Adsorption of greenhouse gases (methane and carbon dioxide) on the pure and Pd-adsorbed stanene nanosheets: A theoretical study

Abstract

We have examined the adsorption of methane (CH₄) and carbon dioxide (CO₂) molecules on the perfect and Pd-adsorbed stanene nanosheets using the first-principles computations. Since CH₄ and CO₂ molecules represent weak physisorption on the pure stanene, we have placed the Pd adatom on the hollow site of stanene sheet to enhance the interaction between stanene and methane molecule. The band structure diagram of the Pd-adsorbed stanene clearly reveals the semiconductor property of the system, being beneficial for gas sensing. Our calculations showed that CH₄ adsorption on the Pd-adsorbed stanene is stronger than that on the perfect system. The Pd site of the Pd-stanene system strongly seizes the CH₄ molecule. The electron accumulation was also observed along the Pd-Sn bonds, which represents the covalent character of the interaction between Pd and Sn atoms. Besides, after the adsorption of CH₄ and CO₂ molecules on the perfect and Pd-adsorbed stanene sheets, the systems still continue to be semiconductor with a little band gap. Hence, our theoretical results suggested an excellent potential for Pd-adsorbed stanene nanosheets as promising CH₄ and CO₂ sensing material.

Introduction

In recent years, two-dimensional (2D) nanomaterials have motivated considerable research interests owing to their unique structure and large surface-to-volume ratio [1], [2], [3], [4], [5], [6], [7], [8], [9], [10]. Due to these unique properties, 2D nanomaterials have a high capability for use in an extensive range of technological applications [11], [12], [13]. Most of 2D layered nanostructures such as graphene, boron-nitride (BN) and transition metal dichalcogenides such as MoS₂ have recently been constructed from the bulk nanomaterials representing weak van der Waals (vdW) interactions between the stacked layers. Since the number of these bulk nanomaterials is restricted, the monolayers that should be obtained from these structures are also significantly limited. To tackle this issue, a new type of two-dimensional materials with new capabilities has been introduced, which is produced without the need for initial bulk materials. Over the past few years, numerous honeycomb-like layered materials such as stanene, germanene and silicene have been fabricated and grown on suitable substrates [14], [15], [16], [17], [18].

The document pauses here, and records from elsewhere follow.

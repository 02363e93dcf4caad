//! Determinants with worked derivations
//!
//! Sizes 1–3 use the closed forms and emit the substituted expression the
//! front end shows as details; anything larger falls back to recursive cofactor
//! expansion along the first row and reports only the final value.

use reckon_core::AlgebraError;
use reckon_plugin::prelude::*;
use serde::Serialize;

use crate::helpers::extract_matrix;

/// Determinant value plus its human-readable derivation
#[derive(Debug, Clone, PartialEq, Serialize)]
pub struct Determinant {
    pub value: f64,
    pub steps: String,
}

/// Compute the determinant of a square matrix, with derivation steps
pub fn determinant(m: &Matrix) -> Result<Determinant, AlgebraError> {
    if !m.is_square() {
        return Err(AlgebraError::NotSquare {
            rows: m.rows(),
            cols: m.cols(),
        });
    }
    Ok(with_steps(m.as_rows()))
}

/// Compute only the determinant value, by recursive cofactor expansion
pub fn determinant_value(m: &Matrix) -> Result<f64, AlgebraError> {
    if !m.is_square() {
        return Err(AlgebraError::NotSquare {
            rows: m.rows(),
            cols: m.cols(),
        });
    }
    Ok(cofactor_expansion(m.as_rows()))
}

/// Recursive cofactor expansion along the first row
fn cofactor_expansion(rows: &[Vec<f64>]) -> f64 {
    let n = rows.len();
    if n == 1 {
        return rows[0][0];
    }
    if n == 2 {
        return rows[0][0] * rows[1][1] - rows[0][1] * rows[1][0];
    }

    let mut det = 0.0;
    for (col, &val) in rows[0].iter().enumerate() {
        let minor: Vec<Vec<f64>> = rows[1..]
            .iter()
            .map(|row| {
                row.iter()
                    .enumerate()
                    .filter(|&(j, _)| j != col)
                    .map(|(_, &v)| v)
                    .collect()
            })
            .collect();
        let sign = if col % 2 == 0 { 1.0 } else { -1.0 };
        det += val * sign * cofactor_expansion(&minor);
    }
    det
}

fn with_steps(rows: &[Vec<f64>]) -> Determinant {
    match rows.len() {
        1 => {
            let a = rows[0][0];
            Determinant {
                value: a,
                steps: format!("det([{a}]) = {a}"),
            }
        }
        2 => {
            let (a, b) = (rows[0][0], rows[0][1]);
            let (c, d) = (rows[1][0], rows[1][1]);
            let value = a * d - b * c;
            let steps = [
                "2×2 determinant:".to_string(),
                format!("|a  b|   |{a}  {b}|"),
                format!("|c  d| = |{c}  {d}|"),
                String::new(),
                "det(A) = a·d − b·c".to_string(),
                format!("       = {a}·{d} − {b}·{c}"),
                format!("       = {} − {}", a * d, b * c),
                format!("       = {value}"),
            ]
            .join("\n");
            Determinant { value, steps }
        }
        3 => {
            let (a, b, c) = (rows[0][0], rows[0][1], rows[0][2]);
            let (d, e, f) = (rows[1][0], rows[1][1], rows[1][2]);
            let (g, h, i) = (rows[2][0], rows[2][1], rows[2][2]);

            // Sarrus' rule: forward diagonals positive, anti-diagonals negative
            let p1 = a * e * i;
            let p2 = b * f * g;
            let p3 = c * d * h;

            let n1 = g * e * c;
            let n2 = h * f * a;
            let n3 = i * d * b;

            let sum_pos = p1 + p2 + p3;
            let sum_neg = n1 + n2 + n3;
            let value = sum_pos - sum_neg;

            let steps = [
                "3×3 determinant (Sarrus' rule):".to_string(),
                String::new(),
                "      |a₁₁  a₁₂  a₁₃|".to_string(),
                "A  =  |a₂₁  a₂₂  a₂₃|".to_string(),
                "      |a₃₁  a₃₂  a₃₃|".to_string(),
                String::new(),
                "det(A) = a₁₁a₂₂a₃₃ + a₁₂a₂₃a₃₁ + a₁₃a₂₁a₃₂".to_string(),
                "       − a₃₁a₂₂a₁₃ − a₃₂a₂₃a₁₁ − a₃₃a₂₁a₁₂".to_string(),
                String::new(),
                "Numeric substitution:".to_string(),
                format!("      |{a}  {b}  {c}|"),
                format!("A  =  |{d}  {e}  {f}|"),
                format!("      |{g}  {h}  {i}|"),
                String::new(),
                format!(
                    "det(A) = {a}·{e}·{i} + {b}·{f}·{g} + {c}·{d}·{h} − {g}·{e}·{c} − {h}·{f}·{a} − {i}·{d}·{b}"
                ),
                String::new(),
                format!("       = {p1} + {p2} + {p3} − {n1} − {n2} − {n3}"),
                format!("       = {sum_pos} − {sum_neg}"),
                format!("       = {value}"),
            ]
            .join("\n");
            Determinant { value, steps }
        }
        _ => {
            let value = cofactor_expansion(rows);
            let steps = format!(
                "Detailed step-by-step explanation is currently available only for 1×1, 2×2 and 3×3 matrices.\ndet(A) (computed recursively) = {value}"
            );
            Determinant { value, steps }
        }
    }
}

// ============================================================================
// DETERMINANT - Scalar determinant of a square matrix
// ============================================================================

pub struct DeterminantFn;

static DETERMINANT_ARGS: [ArgMeta; 1] = [ArgMeta::required("A", "Matrix", "Square matrix")];
static DETERMINANT_EXAMPLES: [&str; 2] = [
    "determinant [[1,2],[3,4]] → -2",
    "determinant [[1,2,3],[4,5,6],[7,8,10]] → -3",
];
static DETERMINANT_RELATED: [&str; 2] = ["transpose", "solve"];

impl OperationPlugin for DeterminantFn {
    fn meta(&self) -> OperationMeta {
        OperationMeta {
            name: "determinant",
            description: "Determinant of a square matrix",
            usage: "determinant A",
            args: &DETERMINANT_ARGS,
            returns: "Scalar",
            examples: &DETERMINANT_EXAMPLES,
            category: "matrix",
            related: &DETERMINANT_RELATED,
        }
    }

    fn call(&self, args: &[Value], _ctx: &EvalContext) -> Result<Value, CalcError> {
        if args.len() != 1 {
            return Err(CalcError::arg_count("determinant", 1, args.len()));
        }
        let a = extract_matrix(&args[0], "determinant", "A")?;
        Ok(determinant(&a).map(|d| Value::Scalar(d.value))?)
    }
}

#[cfg(test)]
mod tests {
    use super::*;

    fn m(rows: Vec<Vec<f64>>) -> Matrix {
        Matrix::from_rows(rows).unwrap()
    }

    #[test]
    fn test_det_1x1() {
        let d = determinant(&m(vec![vec![7.0]])).unwrap();
        assert_eq!(d.value, 7.0);
        assert_eq!(d.steps, "det([7]) = 7");
    }

    #[test]
    fn test_det_2x2() {
        let d = determinant(&m(vec![vec![1.0, 2.0], vec![3.0, 4.0]])).unwrap();
        assert_eq!(d.value, -2.0);
        assert!(d.steps.contains("det(A) = a·d − b·c"));
        assert!(d.steps.contains("= 1·4 − 2·3"));
        assert!(d.steps.ends_with("= -2"));
    }

    #[test]
    fn test_det_3x3_sarrus() {
        let d = determinant(&m(vec![
            vec![1.0, 2.0, 3.0],
            vec![4.0, 5.0, 6.0],
            vec![7.0, 8.0, 10.0],
        ]))
        .unwrap();
        assert_eq!(d.value, -3.0);
        assert!(d.steps.contains("Sarrus"));
        // Six-term decomposition in the fixed order
        assert!(d.steps.contains("= 50 + 84 + 96 − 105 − 48 − 80"));
        assert!(d.steps.contains("= 230 − 233"));
        assert!(d.steps.ends_with("= -3"));
    }

    #[test]
    fn test_det_4x4_recursive_with_note() {
        let d = determinant(&m(vec![
            vec![2.0, 0.0, 0.0, 0.0],
            vec![0.0, 3.0, 0.0, 0.0],
            vec![0.0, 0.0, 4.0, 0.0],
            vec![0.0, 0.0, 0.0, 5.0],
        ]))
        .unwrap();
        assert_eq!(d.value, 120.0);
        assert!(d.steps.contains("only for 1×1, 2×2 and 3×3"));
        assert!(d.steps.contains("computed recursively"));
    }

    #[test]
    fn test_recursive_agrees_with_closed_forms() {
        let two = m(vec![vec![3.0, -1.0], vec![2.5, 4.0]]);
        assert_eq!(
            determinant_value(&two).unwrap(),
            determinant(&two).unwrap().value
        );

        let three = m(vec![
            vec![2.0, -3.0, 1.0],
            vec![2.0, 0.0, -1.0],
            vec![1.0, 4.0, 5.0],
        ]);
        assert_eq!(
            determinant_value(&three).unwrap(),
            determinant(&three).unwrap().value
        );
    }

    #[test]
    fn test_permutation_sign() {
        // Swapping two rows of the identity flips the sign
        let d = determinant_value(&m(vec![
            vec![0.0, 1.0, 0.0, 0.0],
            vec![1.0, 0.0, 0.0, 0.0],
            vec![0.0, 0.0, 1.0, 0.0],
            vec![0.0, 0.0, 0.0, 1.0],
        ]))
        .unwrap();
        assert_eq!(d, -1.0);
    }

    #[test]
    fn test_det_requires_square() {
        let err = determinant(&m(vec![vec![1.0, 2.0, 3.0], vec![4.0, 5.0, 6.0]])).unwrap_err();
        assert_eq!(err, AlgebraError::NotSquare { rows: 2, cols: 3 });
    }

    #[test]
    fn test_determinant_plugin() {
        let ctx = EvalContext::new();
        let a = Value::Matrix(m(vec![vec![1.0, 2.0], vec![3.0, 4.0]]));
        let result = DeterminantFn.call(&[a], &ctx).unwrap();
        assert_eq!(result, Value::Scalar(-2.0));
    }
}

Several methods have been tested and investigated for modulating the electronic and magnetic properties of 2D nanomaterials after their synthesis including elemental doping, surface adsorption with transition metals or molecules, and electric field/strain effects [19], [20], [21], [22], [23], [24]. Among these proposed approaches, surface adatom adsorption is of particular importance in engineering the electronic and magnetic properties of nanomaterials [9, 12]. A large number of theoretical studies have been published, which examine the adsorption of external adatoms on the 2D monolayers. For example, Chan et al. surveyed the binding of foreign metals on the graphene nanosheets using the DFT calculations [25]. Sahin group also inspected the effects of the adsorption of the different metals including alkali, alkali-earth and transition metals on silicene monolayers [26]. In the case of germanene and stanene monolayers, some reported studies have focused on the metal adatom adsorptions on the surface [27, 28].

Nowadays, the environmental damages and climate changes caused by greenhouse gas emissions is one of the biggest human concerns. Methane (CH₄) is one of the most important gas molecules among the all greenhouse gases. It is capable of absorbing and trapping heat with high capability from the Earth's atmosphere. Sensing harmful gas molecules is of substantial importance due to the destructive effects that these gases have on human, animal and plant health. Thus, efficient approaches and consequently highly sensitive sensors should be designed for gas adsorption and sensing especially greenhouse gases [29, 30]. Thiefelder et al. [31] studied the adsorption of methane molecule on the graphene nanosheets using the dispersion corrected density functional theory calculations. Kaloni et al. [32] examined the interaction of organic molecules including methane with silicene nanosheets. Their results suggested that the band gap of silicene can be significantly increased upon the adsorption of methane.

In this work, density functional theory (DFT) calculations were applied to inspect the CH₄ and CO₂ adsorption on stanene nanosheets functionalized with palladium adatoms. Our results indicated that introducing palladium significantly improves the absorption of CH₄ and CO₂ gases on the stanene nanosheets. Thus, the palladium decorated stanene monolayer can be exploited as a robust and promising gas sensor for CH₄ and CO₂ detection.